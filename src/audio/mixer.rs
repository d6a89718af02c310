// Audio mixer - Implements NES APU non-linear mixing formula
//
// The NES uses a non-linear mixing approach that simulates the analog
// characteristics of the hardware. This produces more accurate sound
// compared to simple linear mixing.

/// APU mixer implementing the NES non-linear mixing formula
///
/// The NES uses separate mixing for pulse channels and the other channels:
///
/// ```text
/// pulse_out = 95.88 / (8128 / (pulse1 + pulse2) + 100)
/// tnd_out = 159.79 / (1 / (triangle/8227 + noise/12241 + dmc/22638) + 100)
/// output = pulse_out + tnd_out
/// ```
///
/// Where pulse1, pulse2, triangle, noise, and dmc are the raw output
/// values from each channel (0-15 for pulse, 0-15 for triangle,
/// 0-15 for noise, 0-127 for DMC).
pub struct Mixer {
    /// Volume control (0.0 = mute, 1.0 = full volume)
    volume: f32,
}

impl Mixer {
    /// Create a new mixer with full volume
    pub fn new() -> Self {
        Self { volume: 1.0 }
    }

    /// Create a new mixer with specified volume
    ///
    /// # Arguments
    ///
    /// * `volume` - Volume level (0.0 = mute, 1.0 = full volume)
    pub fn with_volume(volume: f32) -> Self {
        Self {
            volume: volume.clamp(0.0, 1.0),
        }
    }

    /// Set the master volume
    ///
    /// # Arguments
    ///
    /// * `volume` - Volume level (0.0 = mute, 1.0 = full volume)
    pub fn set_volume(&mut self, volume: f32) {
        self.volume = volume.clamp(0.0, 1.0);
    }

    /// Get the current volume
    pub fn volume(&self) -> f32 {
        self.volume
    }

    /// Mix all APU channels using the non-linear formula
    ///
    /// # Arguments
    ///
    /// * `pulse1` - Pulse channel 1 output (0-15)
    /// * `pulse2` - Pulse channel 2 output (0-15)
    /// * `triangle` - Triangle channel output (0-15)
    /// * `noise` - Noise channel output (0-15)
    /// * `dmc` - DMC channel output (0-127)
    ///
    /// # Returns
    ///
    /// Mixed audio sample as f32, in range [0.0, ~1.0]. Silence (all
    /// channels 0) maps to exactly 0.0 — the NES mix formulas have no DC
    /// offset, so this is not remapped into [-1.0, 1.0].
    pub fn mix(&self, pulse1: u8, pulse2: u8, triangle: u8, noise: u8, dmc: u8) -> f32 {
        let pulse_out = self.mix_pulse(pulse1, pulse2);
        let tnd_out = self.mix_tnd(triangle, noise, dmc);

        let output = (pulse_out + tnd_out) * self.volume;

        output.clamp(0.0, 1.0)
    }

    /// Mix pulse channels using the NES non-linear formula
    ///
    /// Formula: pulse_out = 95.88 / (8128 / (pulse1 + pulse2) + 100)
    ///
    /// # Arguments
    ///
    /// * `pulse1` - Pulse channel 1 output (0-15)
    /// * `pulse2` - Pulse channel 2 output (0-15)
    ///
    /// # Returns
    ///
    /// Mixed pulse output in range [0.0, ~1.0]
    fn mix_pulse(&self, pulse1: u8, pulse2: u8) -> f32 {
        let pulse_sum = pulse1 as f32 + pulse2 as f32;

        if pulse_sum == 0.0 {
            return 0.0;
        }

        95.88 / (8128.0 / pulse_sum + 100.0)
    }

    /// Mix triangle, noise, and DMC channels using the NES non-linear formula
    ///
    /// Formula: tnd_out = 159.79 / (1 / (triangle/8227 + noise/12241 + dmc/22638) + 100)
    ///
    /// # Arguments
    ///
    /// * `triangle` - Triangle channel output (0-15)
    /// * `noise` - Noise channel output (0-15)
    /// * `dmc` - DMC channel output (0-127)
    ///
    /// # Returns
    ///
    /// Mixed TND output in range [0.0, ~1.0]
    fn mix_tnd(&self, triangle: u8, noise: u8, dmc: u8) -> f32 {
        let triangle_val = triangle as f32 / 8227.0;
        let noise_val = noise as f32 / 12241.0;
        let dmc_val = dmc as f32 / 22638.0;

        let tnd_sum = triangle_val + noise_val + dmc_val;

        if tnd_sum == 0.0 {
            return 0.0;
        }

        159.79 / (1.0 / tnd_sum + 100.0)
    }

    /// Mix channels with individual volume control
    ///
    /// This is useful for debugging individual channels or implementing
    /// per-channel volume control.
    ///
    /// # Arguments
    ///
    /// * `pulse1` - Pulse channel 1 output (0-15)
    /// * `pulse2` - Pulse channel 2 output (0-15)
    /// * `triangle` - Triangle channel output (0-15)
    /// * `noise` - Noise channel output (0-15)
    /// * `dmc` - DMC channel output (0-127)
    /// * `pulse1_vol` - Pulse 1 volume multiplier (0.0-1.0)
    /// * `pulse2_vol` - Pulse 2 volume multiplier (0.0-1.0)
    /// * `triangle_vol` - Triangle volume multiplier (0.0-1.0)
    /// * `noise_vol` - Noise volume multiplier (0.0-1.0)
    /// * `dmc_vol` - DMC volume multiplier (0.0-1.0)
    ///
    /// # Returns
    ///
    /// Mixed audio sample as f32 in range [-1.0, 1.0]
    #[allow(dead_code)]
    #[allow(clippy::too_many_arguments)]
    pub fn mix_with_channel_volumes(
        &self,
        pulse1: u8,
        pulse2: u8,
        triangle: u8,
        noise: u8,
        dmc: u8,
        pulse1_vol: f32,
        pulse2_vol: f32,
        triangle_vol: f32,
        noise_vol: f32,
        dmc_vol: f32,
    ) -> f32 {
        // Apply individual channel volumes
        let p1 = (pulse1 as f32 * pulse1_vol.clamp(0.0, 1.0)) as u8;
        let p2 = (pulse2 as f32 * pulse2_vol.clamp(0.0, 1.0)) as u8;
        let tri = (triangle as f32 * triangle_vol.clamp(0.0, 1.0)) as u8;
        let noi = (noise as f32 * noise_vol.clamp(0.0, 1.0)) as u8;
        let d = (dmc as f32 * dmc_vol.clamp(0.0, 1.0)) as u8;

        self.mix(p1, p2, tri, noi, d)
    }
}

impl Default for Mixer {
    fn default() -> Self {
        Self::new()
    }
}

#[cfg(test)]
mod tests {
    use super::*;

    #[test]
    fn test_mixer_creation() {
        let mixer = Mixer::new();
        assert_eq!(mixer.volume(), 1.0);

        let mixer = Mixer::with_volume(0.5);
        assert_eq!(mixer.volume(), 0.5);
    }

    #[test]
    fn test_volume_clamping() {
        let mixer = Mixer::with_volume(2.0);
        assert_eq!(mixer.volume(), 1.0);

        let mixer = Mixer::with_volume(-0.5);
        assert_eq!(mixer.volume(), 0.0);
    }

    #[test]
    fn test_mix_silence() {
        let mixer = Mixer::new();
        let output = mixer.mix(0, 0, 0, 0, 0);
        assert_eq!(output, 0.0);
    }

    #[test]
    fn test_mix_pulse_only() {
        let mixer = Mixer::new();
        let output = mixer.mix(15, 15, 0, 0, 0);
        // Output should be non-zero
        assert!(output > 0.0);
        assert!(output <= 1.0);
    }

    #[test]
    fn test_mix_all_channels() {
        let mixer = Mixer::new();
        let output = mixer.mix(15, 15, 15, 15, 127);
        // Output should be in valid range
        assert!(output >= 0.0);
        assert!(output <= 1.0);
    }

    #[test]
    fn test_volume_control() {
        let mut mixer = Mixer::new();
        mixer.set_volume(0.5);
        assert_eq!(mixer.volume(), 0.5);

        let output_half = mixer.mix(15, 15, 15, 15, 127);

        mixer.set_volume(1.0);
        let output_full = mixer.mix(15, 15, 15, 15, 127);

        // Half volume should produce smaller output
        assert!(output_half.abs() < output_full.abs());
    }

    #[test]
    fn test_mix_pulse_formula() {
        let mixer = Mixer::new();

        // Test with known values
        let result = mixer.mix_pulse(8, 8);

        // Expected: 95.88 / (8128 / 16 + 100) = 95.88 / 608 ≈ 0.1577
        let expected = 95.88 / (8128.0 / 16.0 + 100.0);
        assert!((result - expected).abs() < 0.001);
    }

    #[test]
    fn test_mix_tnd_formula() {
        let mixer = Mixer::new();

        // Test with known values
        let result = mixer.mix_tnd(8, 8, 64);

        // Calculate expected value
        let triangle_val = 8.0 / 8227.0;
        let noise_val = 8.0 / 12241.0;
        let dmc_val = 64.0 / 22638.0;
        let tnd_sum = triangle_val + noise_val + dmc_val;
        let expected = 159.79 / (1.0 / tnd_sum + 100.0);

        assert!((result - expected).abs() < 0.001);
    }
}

[Task item]: Scan the listing above. Gather each line that contains the word "individual".

[Worked solution]:
    /// Mix channels with individual volume control
    /// This is useful for debugging individual channels or implementing
        // Apply individual channel volumes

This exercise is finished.